(Records for this task Opens)

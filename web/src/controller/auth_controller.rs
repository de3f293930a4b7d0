//! Controller for the multiplexed auth entry point.
//!
//! One route receives every `<base>/<endpoint>` request and dispatches on the
//! last path segment: `login`, `register`, `kinde_callback` or `logout`.
//!
//! Note: these endpoints are reached through browser redirects, so they
//! neither require a session nor accept custom headers.

use crate::{AppState, Error};

use axum::extract::{Path, Query, State};
use axum::http::{header, StatusCode};
use axum::response::{IntoResponse, Response};
use axum_extra::extract::cookie::{Cookie, CookieJar, SameSite};
use kinde_auth::config::{AuthSettings, TokenScoping};
use kinde_auth::error::{request_error, storage_error, RequestErrorKind, StorageErrorKind};
use kinde_auth::oauth::{
    authorization, callback, logout, AuthorizationParams, CallbackParams, FlowKind,
};
use kinde_auth::session::{new_session_id, SESSION_COOKIE};
use kinde_auth::store::TransientStore;
use log::*;
use serde::Deserialize;

/// Query parameters accepted by any auth endpoint; each endpoint reads its own.
#[derive(Debug, Default, Deserialize)]
pub struct AuthQuery {
    pub code: Option<String>,
    pub state: Option<String>,
    pub error: Option<String>,
    pub error_description: Option<String>,
    pub org_code: Option<String>,
    pub post_login_redirect_url: Option<String>,
}

#[derive(Debug, Clone, Copy, PartialEq)]
enum AuthEndpoint {
    Login,
    Register,
    Callback,
    Logout,
}

impl AuthEndpoint {
    fn from_path(path: &str) -> Option<Self> {
        match path.trim_end_matches('/').rsplit('/').next()? {
            "login" => Some(AuthEndpoint::Login),
            "register" => Some(AuthEndpoint::Register),
            "kinde_callback" => Some(AuthEndpoint::Callback),
            "logout" => Some(AuthEndpoint::Logout),
            _ => None,
        }
    }
}

/// GET /api/auth/{endpoint}
///
/// Starts a login or registration, completes the provider callback, or logs out.
#[utoipa::path(
    get,
    path = "/api/auth/{endpoint}",
    params(
        ("endpoint" = String, Path, description = "One of login, register, kinde_callback, logout"),
        ("org_code" = Option<String>, Query, description = "Organization to sign in to (login/register)"),
        ("post_login_redirect_url" = Option<String>, Query, description = "Same-origin landing page after login"),
        ("code" = Option<String>, Query, description = "Authorization code (kinde_callback)"),
        ("state" = Option<String>, Query, description = "CSRF state (kinde_callback)"),
        ("error" = Option<String>, Query, description = "Provider error (kinde_callback)"),
        ("error_description" = Option<String>, Query, description = "Provider error detail (kinde_callback)"),
    ),
    responses(
        (status = 302, description = "Redirect to the provider or back to the application"),
        (status = 400, description = "Provider error or missing code/state"),
        (status = 401, description = "Invalid or expired state, or missing PKCE code verifier"),
        (status = 404, description = "Unknown auth endpoint"),
        (status = 500, description = "Configuration, storage or token exchange failure"),
    )
)]
pub async fn auth(
    State(app_state): State<AppState>,
    Path(endpoint): Path<String>,
    Query(query): Query<AuthQuery>,
    jar: CookieJar,
) -> Result<Response, Error> {
    let auth_endpoint = AuthEndpoint::from_path(&endpoint).ok_or_else(|| {
        debug!("Unknown auth endpoint requested: {}", endpoint);
        request_error(RequestErrorKind::UnknownEndpoint, "Unknown auth endpoint")
    })?;

    let store = app_state.store().ok_or_else(|| {
        error!("Auth request received but no transient store is configured");
        storage_error(
            StorageErrorKind::Unavailable,
            "No transient store configured",
        )
    })?;

    let settings = app_state.auth_settings();
    let secure = app_state.config.is_production();

    match auth_endpoint {
        AuthEndpoint::Login => start(&settings, store, FlowKind::Login, query, jar, secure).await,
        AuthEndpoint::Register => {
            start(&settings, store, FlowKind::Register, query, jar, secure).await
        }
        AuthEndpoint::Callback => complete(&app_state, &settings, store, query, jar, secure).await,
        AuthEndpoint::Logout => end(&settings, store, jar).await,
    }
}

async fn start(
    settings: &AuthSettings,
    store: &dyn TransientStore,
    flow: FlowKind,
    query: AuthQuery,
    jar: CookieJar,
    secure: bool,
) -> Result<Response, Error> {
    let session_id = match settings.token_scoping {
        TokenScoping::Shared => None,
        TokenScoping::PerSession => {
            Some(session_cookie_value(&jar).unwrap_or_else(new_session_id))
        }
    };

    let params = AuthorizationParams {
        flow,
        org_code: query.org_code,
        post_login_redirect: query.post_login_redirect_url,
        session_id: session_id.clone(),
    };
    let request = authorization::start(settings, store, params).await?;

    let jar = match session_id {
        Some(id) => jar.add(session_cookie(id, secure)),
        None => jar,
    };
    Ok(found(jar, request.url))
}

async fn complete(
    app_state: &AppState,
    settings: &AuthSettings,
    store: &dyn TransientStore,
    query: AuthQuery,
    jar: CookieJar,
    secure: bool,
) -> Result<Response, Error> {
    let params = CallbackParams {
        code: query.code,
        state: query.state,
        error: query.error,
        error_description: query.error_description,
    };
    let outcome = callback::complete(settings, store, &app_state.http_client, params).await?;

    let jar = match outcome.session_id {
        Some(id) => jar.add(session_cookie(id, secure)),
        None => jar,
    };
    Ok(found(jar, outcome.redirect_to))
}

async fn end(
    settings: &AuthSettings,
    store: &dyn TransientStore,
    jar: CookieJar,
) -> Result<Response, Error> {
    let session_id = session_cookie_value(&jar);
    let url = logout::logout(settings, store, session_id.as_deref()).await;

    let jar = match settings.token_scoping {
        TokenScoping::PerSession => jar.remove(Cookie::build(SESSION_COOKIE).path("/")),
        TokenScoping::Shared => jar,
    };
    Ok(found(jar, url))
}

/// Session id from the request cookie, if it looks like one we minted.
pub(crate) fn session_cookie_value(jar: &CookieJar) -> Option<String> {
    jar.get(SESSION_COOKIE)
        .map(|cookie| cookie.value())
        .filter(|value| !value.is_empty() && value.chars().all(|c| c.is_ascii_alphanumeric()))
        .map(str::to_string)
}

fn session_cookie(id: String, secure: bool) -> Cookie<'static> {
    Cookie::build((SESSION_COOKIE, id))
        .path("/")
        .http_only(true)
        .same_site(SameSite::Lax)
        .secure(secure)
        .build()
}

/// 302 with `Cache-Control: no-store`.
fn found(jar: CookieJar, location: String) -> Response {
    (
        StatusCode::FOUND,
        jar,
        [
            (header::LOCATION, location),
            (header::CACHE_CONTROL, "no-store".to_string()),
        ],
    )
        .into_response()
}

(Records for this task Closes)

• What you should do
Which lines of the data include the string "TokenScoping"? Find them and copy each one.

• Answer
use kinde_auth::config::{AuthSettings, TokenScoping};
        TokenScoping::Shared => None,
        TokenScoping::PerSession => {
        TokenScoping::PerSession => jar.remove(Cookie::build(SESSION_COOKIE).path("/")),
        TokenScoping::Shared => jar,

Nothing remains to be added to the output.